>>>

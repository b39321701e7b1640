//! Farbfeld carriers (internal).
//!
//! Farbfeld is a simple lossless format: 8-byte magic ("farbfeld"),
//! width/height as u32 big-endian, then RGBA u16 big-endian pixels.
//!
//! Implementation draws from [zune-farbfeld](https://github.com/etemesi254/zune-image)
//! by Caleb Etemesi (MIT/Apache-2.0/Zlib licensed).

pub(crate) mod decode;
mod encode;

use enough::Stop;

use crate::error::BitmapError;
use crate::grid::CarrierGrid;
use crate::limits::Limits;

/// Decode farbfeld data to a 16-bit carrier grid.
pub(crate) fn decode(
    data: &[u8],
    limits: Option<&Limits>,
    stop: &dyn Stop,
) -> Result<CarrierGrid, BitmapError> {
    let (width, height) = decode::parse_header(data)?;
    if let Some(limits) = limits {
        limits.check(width, height)?;
    }
    stop.check()?;
    decode::decode_pixels(data, width, height, stop)
}

/// Encode a carrier grid as farbfeld.
pub(crate) fn encode(grid: &CarrierGrid, stop: &dyn Stop) -> Result<Vec<u8>, BitmapError> {
    encode::encode_farbfeld(grid, stop)
}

<<<

**Description of the task**
Go through the listing above and restate it word for word.

**Output of the task**
repository b39321701e7b1640
//! Farbfeld carriers (internal).
//!
//! Farbfeld is a simple lossless format: 8-byte magic ("farbfeld"),
//! width/height as u32 big-endian, then RGBA u16 big-endian pixels.
//!
//! Implementation draws from [zune-farbfeld](https://github.com/etemesi254/zune-image)
//! by Caleb Etemesi (MIT/Apache-2.0/Zlib licensed).

pub(crate) mod decode;
mod encode;

use enough::Stop;

use crate::error::BitmapError;
use crate::grid::CarrierGrid;
use crate::limits::Limits;

/// Decode farbfeld data to a 16-bit carrier grid.
pub(crate) fn decode(
    data: &[u8],
    limits: Option<&Limits>,
    stop: &dyn Stop,
) -> Result<CarrierGrid, BitmapError> {
    let (width, height) = decode::parse_header(data)?;
    if let Some(limits) = limits {
        limits.check(width, height)?;
    }
    stop.check()?;
    decode::decode_pixels(data, width, height, stop)
}

/// Encode a carrier grid as farbfeld.
pub(crate) fn encode(grid: &CarrierGrid, stop: &dyn Stop) -> Result<Vec<u8>, BitmapError> {
    encode::encode_farbfeld(grid, stop)
}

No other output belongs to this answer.